Requirement: Identify, in the records below, every line where the string "Showing" appears, and copy each such line.

──────── The data

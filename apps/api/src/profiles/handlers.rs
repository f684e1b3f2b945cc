//! Axum route handlers for profile registration and maintenance.

use axum::{
    extract::State,
    http::StatusCode,
    Json,
};
use serde::Deserialize;
use tracing::info;

use crate::errors::{AppError, OrConflict};
use crate::extract::{AppJson, AppQuery};
use crate::identity::CurrentProfile;
use crate::matching::skills::parse_skill_list;
use crate::models::profile::{ProfileRow, UserType};
use crate::profiles::store::{self, NewProfile, ProfileUpdate};
use crate::state::AppState;

/// Registration form. A `password` field may be sent but is ignored:
/// credentials are checked upstream.
#[derive(Debug, Deserialize)]
pub struct RegisterRequest {
    pub user_type: UserType,
    pub full_name: String,
    pub email: String,
    #[serde(default)]
    pub company_name: Option<String>,
    /// Comma-separated.
    #[serde(default)]
    pub skills: Option<String>,
    #[serde(default)]
    pub experience: Option<String>,
}

#[derive(Debug, Deserialize)]
pub struct EmailQuery {
    pub email: String,
}

/// Partial profile update. Omitted fields keep their stored value.
#[derive(Debug, Default, Deserialize)]
pub struct UpdateProfileRequest {
    pub full_name: Option<String>,
    /// Comma-separated.
    pub skills: Option<String>,
    pub experience: Option<String>,
}

fn validate_registration(req: &RegisterRequest) -> Result<(), AppError> {
    if req.full_name.trim().is_empty() {
        return Err(AppError::Validation("full_name cannot be empty".to_string()));
    }
    if !req.email.contains('@') {
        return Err(AppError::Validation("email must be a valid address".to_string()));
    }
    let company_name = req.company_name.as_deref().unwrap_or("").trim();
    if req.user_type == UserType::Company && company_name.is_empty() {
        return Err(AppError::Validation(
            "company_name is required for company accounts".to_string(),
        ));
    }
    Ok(())
}

/// Turns a PATCH body into a column update. Only seekers carry skills and
/// experience, matching what registration stores.
fn build_profile_update(
    req: &UpdateProfileRequest,
    user_type: UserType,
) -> Result<ProfileUpdate<'_>, AppError> {
    if let Some(name) = &req.full_name {
        if name.trim().is_empty() {
            return Err(AppError::Validation("full_name cannot be empty".to_string()));
        }
    }
    if user_type == UserType::Company && (req.skills.is_some() || req.experience.is_some()) {
        return Err(AppError::Validation(
            "skills and experience can only be set on jobseeker accounts".to_string(),
        ));
    }

    Ok(ProfileUpdate {
        full_name: req.full_name.as_deref().map(str::trim),
        skills: req.skills.as_deref().map(parse_skill_list),
        experience: req.experience.as_deref(),
    })
}

/// POST /api/v1/profiles
pub async fn handle_register(
    State(state): State<AppState>,
    AppJson(req): AppJson<RegisterRequest>,
) -> Result<(StatusCode, Json<ProfileRow>), AppError> {
    validate_registration(&req)?;

    // Only seekers list skills and experience
    let (skills, experience) = match req.user_type {
        UserType::Jobseeker => (
            parse_skill_list(req.skills.as_deref().unwrap_or("")),
            req.experience.clone().unwrap_or_default(),
        ),
        UserType::Company => (Vec::new(), String::new()),
    };

    let profile = store::insert_profile(
        &state.db,
        NewProfile {
            user_type: req.user_type,
            full_name: req.full_name.trim(),
            email: req.email.trim(),
            company_name: req.company_name.as_deref().unwrap_or("").trim(),
            skills: &skills,
            experience: &experience,
        },
    )
    .await
    .or_conflict("An account with this email already exists")?;

    info!("Registered {} profile {}", profile.user_type, profile.id);
    Ok((StatusCode::CREATED, Json(profile)))
}

/// GET /api/v1/profiles/lookup?email=
pub async fn handle_lookup(
    State(state): State<AppState>,
    AppQuery(params): AppQuery<EmailQuery>,
) -> Result<Json<ProfileRow>, AppError> {
    let profile = store::find_by_email(&state.db, params.email.trim())
        .await?
        .ok_or_else(|| AppError::NotFound("Profile not found. Please register first.".to_string()))?;
    Ok(Json(profile))
}

/// GET /api/v1/profiles/me
pub async fn handle_get_me(CurrentProfile(profile): CurrentProfile) -> Json<ProfileRow> {
    Json(profile)
}

/// PATCH /api/v1/profiles/me
pub async fn handle_update_me(
    State(state): State<AppState>,
    CurrentProfile(profile): CurrentProfile,
    AppJson(req): AppJson<UpdateProfileRequest>,
) -> Result<Json<ProfileRow>, AppError> {
    let update = build_profile_update(&req, profile.user_type)?;
    let updated = store::update_profile(&state.db, profile.id, update).await?;

    info!("Updated profile {}", updated.id);
    Ok(Json(updated))
}
//! Client-side list filtering over fetched jobs and applications.
//!
//! Every filter is a pure intersection of independent predicates, so running
//! one twice over the same input yields the same output.

use serde::{Deserialize, Deserializer};
use uuid::Uuid;

use crate::matching::skills::{has_skill_overlap, skills_match};
use crate::models::application::{ApplicationDetail, ApplicationStatus, SeekerApplication};
use crate::models::job::{JobType, JobWithCompanyRow};

/// Company-side applicant filter. Unset fields match everything.
#[derive(Debug, Clone, Default, Deserialize)]
pub struct ApplicantFilter {
    #[serde(default, deserialize_with = "empty_string_as_none")]
    pub search: Option<String>,
    #[serde(default, deserialize_with = "empty_string_as_none")]
    pub job_id: Option<Uuid>,
    #[serde(default, deserialize_with = "empty_string_as_none")]
    pub status: Option<ApplicationStatus>,
}

/// Seeker-side job browse filter. Unset fields match everything.
#[derive(Debug, Clone, Default, Deserialize)]
pub struct JobFilter {
    #[serde(default, deserialize_with = "empty_string_as_none")]
    pub search: Option<String>,
    #[serde(default, deserialize_with = "empty_string_as_none")]
    pub job_type: Option<JobType>,
    #[serde(default, deserialize_with = "empty_string_as_none")]
    pub location: Option<String>,
}

/// Seeker-side status filter over their own applications.
#[derive(Debug, Clone, Default, Deserialize)]
pub struct StatusFilter {
    #[serde(default, deserialize_with = "empty_string_as_none")]
    pub status: Option<ApplicationStatus>,
}

/// Result of bulk-eliminating applicants with no overlapping skill.
#[derive(Debug, Clone)]
pub struct AutoFilterOutcome {
    pub kept: Vec<ApplicationDetail>,
    pub eliminated: usize,
    pub message: String,
}

/// Treats `?field=` the same as an absent field. Select boxes send an empty
/// value for "All".
fn empty_string_as_none<'de, D, T>(de: D) -> Result<Option<T>, D::Error>
where
    D: Deserializer<'de>,
    T: Deserialize<'de>,
{
    let raw: Option<String> = Option::deserialize(de)?;
    match raw.as_deref().map(str::trim) {
        None | Some("") => Ok(None),
        Some(value) => T::deserialize(serde::de::value::StrDeserializer::<D::Error>::new(value))
            .map(Some),
    }
}

fn normalized_search(search: &Option<String>) -> Option<String> {
    search
        .as_deref()
        .map(str::trim)
        .filter(|s| !s.is_empty())
        .map(str::to_lowercase)
}

impl ApplicantFilter {
    pub fn matches(&self, detail: &ApplicationDetail) -> bool {
        let matches_search = match normalized_search(&self.search) {
            None => true,
            Some(term) => {
                detail.applicant.full_name.to_lowercase().contains(&term)
                    || detail
                        .applicant
                        .skills
                        .iter()
                        .any(|skill| skill.to_lowercase().contains(&term))
            }
        };
        let matches_job = self
            .job_id
            .map_or(true, |id| detail.application.job_id == id);
        let matches_status = self
            .status
            .map_or(true, |status| detail.application.status == status);

        matches_search && matches_job && matches_status
    }
}

impl JobFilter {
    pub fn matches(&self, job: &JobWithCompanyRow) -> bool {
        let matches_search = match normalized_search(&self.search) {
            None => true,
            Some(term) => {
                job.job.title.to_lowercase().contains(&term)
                    || job.company_name.to_lowercase().contains(&term)
            }
        };
        let matches_type = self.job_type.map_or(true, |t| job.job.job_type == t);
        let matches_location = self
            .location
            .as_deref()
            .map_or(true, |loc| job.job.location == loc);

        matches_search && matches_type && matches_location
    }
}

pub fn filter_applications(
    applications: &[ApplicationDetail],
    filter: &ApplicantFilter,
) -> Vec<ApplicationDetail> {
    applications
        .iter()
        .filter(|detail| filter.matches(detail))
        .cloned()
        .collect()
}

pub fn filter_jobs(jobs: &[JobWithCompanyRow], filter: &JobFilter) -> Vec<JobWithCompanyRow> {
    jobs.iter().filter(|job| filter.matches(job)).cloned().collect()
}

pub fn filter_by_status(
    applications: &[SeekerApplication],
    status: Option<ApplicationStatus>,
) -> Vec<SeekerApplication> {
    applications
        .iter()
        .filter(|app| status.map_or(true, |s| app.application.status == s))
        .cloned()
        .collect()
}

/// Keeps applicants sharing at least one skill with the job they applied to.
/// Jobs without required skills keep every applicant.
pub fn auto_filter_applicants(applications: &[ApplicationDetail]) -> AutoFilterOutcome {
    let kept: Vec<ApplicationDetail> = applications
        .iter()
        .filter(|detail| skills_match(&detail.job.required_skills, &detail.applicant.skills))
        .cloned()
        .collect();
    let eliminated = applications.len() - kept.len();

    let message = if eliminated > 0 {
        format!(
            "Auto-filtered: {eliminated} applicant(s) eliminated due to missing required skills. Showing {} matching applicant(s).",
            kept.len()
        )
    } else {
        "All applicants have at least one matching skill!".to_string()
    };

    AutoFilterOutcome {
        kept,
        eliminated,
        message,
    }
}

/// Active jobs sharing at least one skill with the seeker, in input order,
/// capped at `limit`.
pub fn recommend_jobs(
    jobs: &[JobWithCompanyRow],
    seeker_skills: &[String],
    limit: usize,
) -> Vec<JobWithCompanyRow> {
    jobs.iter()
        .filter(|job| job.job.is_active && has_skill_overlap(&job.job.required_skills, seeker_skills))
        .take(limit)
        .cloned()
        .collect()
}

#[cfg(test)]
mod tests {
    use super::*;
    use crate::models::test_support::*;
    use crate::models::profile::UserType;

    fn sample_applications() -> (Vec<ApplicationDetail>, Uuid) {
        let backend = job("Backend Engineer", &["Rust", "SQL"]);
        let frontend = job("Frontend Engineer", &["React"]);
        let apps = vec![
            detail(
                &backend,
                profile(UserType::Jobseeker, "Ada Lovelace", &["rust", "PostgreSQL"]),
                ApplicationStatus::Applied,
                1,
            ),
            detail(
                &backend,
                profile(UserType::Jobseeker, "Bob Vue", &["Vue"]),
                ApplicationStatus::Rejected,
                2,
            ),
            detail(
                &frontend,
                profile(UserType::Jobseeker, "Cy React", &["ReactJS"]),
                ApplicationStatus::InReview,
                3,
            ),
        ];
        (apps, backend.id)
    }

    #[test]
    fn test_empty_filter_keeps_everything() {
        let (apps, _) = sample_applications();
        let out = filter_applications(&apps, &ApplicantFilter::default());
        assert_eq!(out.len(), 3);
    }

    #[test]
    fn test_filter_by_job_and_status_is_intersection() {
        let (apps, backend_id) = sample_applications();
        let filter = ApplicantFilter {
            search: None,
            job_id: Some(backend_id),
            status: Some(ApplicationStatus::Applied),
        };
        let out = filter_applications(&apps, &filter);
        assert_eq!(out.len(), 1);
        assert_eq!(out[0].applicant.full_name, "Ada Lovelace");
    }

    #[test]
    fn test_filter_is_idempotent() {
        let (apps, backend_id) = sample_applications();
        let filter = ApplicantFilter {
            search: Some("a".to_string()),
            job_id: Some(backend_id),
            status: None,
        };
        let once = filter_applications(&apps, &filter);
        let twice = filter_applications(&once, &filter);
        let ids = |v: &[ApplicationDetail]| v.iter().map(|d| d.application.id).collect::<Vec<_>>();
        assert_eq!(ids(&once), ids(&twice));
        assert_eq!(ids(&once), ids(&filter_applications(&apps, &filter)));
    }

    #[test]
    fn test_search_matches_name_or_skill_case_insensitive() {
        let (apps, _) = sample_applications();
        let by_skill = ApplicantFilter {
            search: Some("POSTGRES".to_string()),
            ..Default::default()
        };
        let out = filter_applications(&apps, &by_skill);
        assert_eq!(out.len(), 1);
        assert_eq!(out[0].applicant.full_name, "Ada Lovelace");

        let by_name = ApplicantFilter {
            search: Some("bob".to_string()),
            ..Default::default()
        };
        assert_eq!(filter_applications(&apps, &by_name).len(), 1);
    }

    #[test]
    fn test_blank_search_matches_everything() {
        let (apps, _) = sample_applications();
        let filter = ApplicantFilter {
            search: Some("   ".to_string()),
            ..Default::default()
        };
        assert_eq!(filter_applications(&apps, &filter).len(), 3);
    }

    #[test]
    fn test_auto_filter_eliminates_applicants_without_overlap() {
        let (apps, _) = sample_applications();
        let outcome = auto_filter_applicants(&apps);
        assert_eq!(outcome.eliminated, 1);
        assert_eq!(outcome.kept.len() + outcome.eliminated, apps.len());
        assert!(outcome.kept.iter().all(|d| d.applicant.full_name != "Bob Vue"));
        assert!(outcome.message.contains("1 applicant(s) eliminated"));
        assert!(outcome.message.contains("Showing 2 matching"));
    }

    #[test]
    fn test_auto_filter_keeps_all_for_jobs_without_requirements() {
        let open = job("Generalist", &[]);
        let apps = vec![detail(
            &open,
            profile(UserType::Jobseeker, "No Skills", &[]),
            ApplicationStatus::Applied,
            0,
        )];
        let outcome = auto_filter_applicants(&apps);
        assert_eq!(outcome.eliminated, 0);
        assert_eq!(outcome.message, "All applicants have at least one matching skill!");
    }

    #[test]
    fn test_job_filter_by_search_type_and_location() {
        let mut remote = job("Data Analyst", &["SQL"]);
        remote.job_type = JobType::Remote;
        remote.location = "Anywhere".to_string();
        let jobs = vec![
            listing(job("Rust Developer", &["Rust"]), "Ferris Labs"),
            listing(remote, "Numbers Inc"),
        ];

        let by_company = JobFilter {
            search: Some("ferris".to_string()),
            ..Default::default()
        };
        assert_eq!(filter_jobs(&jobs, &by_company).len(), 1);

        let by_type = JobFilter {
            job_type: Some(JobType::Remote),
            ..Default::default()
        };
        let out = filter_jobs(&jobs, &by_type);
        assert_eq!(out.len(), 1);
        assert_eq!(out[0].job.title, "Data Analyst");

        let by_location = JobFilter {
            location: Some("Berlin".to_string()),
            ..Default::default()
        };
        assert_eq!(filter_jobs(&jobs, &by_location)[0].job.title, "Rust Developer");
    }

    #[test]
    fn test_recommend_jobs_requires_overlap_and_respects_limit() {
        let mut inactive = job("Old Rust Role", &["Rust"]);
        inactive.is_active = false;
        let jobs = vec![
            listing(job("Rust One", &["Rust"]), "A"),
            listing(job("No Requirements", &[]), "B"),
            listing(inactive, "C"),
            listing(job("Rust Two", &["rustlang"]), "D"),
            listing(job("Rust Three", &["Rust", "Go"]), "E"),
            listing(job("Vue Only", &["Vue"]), "F"),
        ];
        let skills = vec!["rust".to_string()];

        let titles: Vec<_> = recommend_jobs(&jobs, &skills, 2)
            .into_iter()
            .map(|j| j.job.title)
            .collect();
        assert_eq!(titles, vec!["Rust One", "Rust Two"]);

        assert_eq!(recommend_jobs(&jobs, &skills, 10).len(), 3);
        assert!(recommend_jobs(&jobs, &[], 10).is_empty());
    }

    #[test]
    fn test_query_params_treat_empty_as_unset() {
        let filter: ApplicantFilter =
            serde_json::from_value(serde_json::json!({ "job_id": "", "status": "In Review" }))
                .unwrap();
        assert!(filter.job_id.is_none());
        assert_eq!(filter.status, Some(ApplicationStatus::InReview));

        let jobs: JobFilter =
            serde_json::from_value(serde_json::json!({ "job_type": "Part-time", "search": "" }))
                .unwrap();
        assert_eq!(jobs.job_type, Some(JobType::PartTime));
        assert!(jobs.search.is_none());
    }
}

────────────────

Exercise answer:
            "Auto-filtered: {eliminated} applicant(s) eliminated due to missing required skills. Showing {} matching applicant(s).",
        assert!(outcome.message.contains("Showing 2 matching"));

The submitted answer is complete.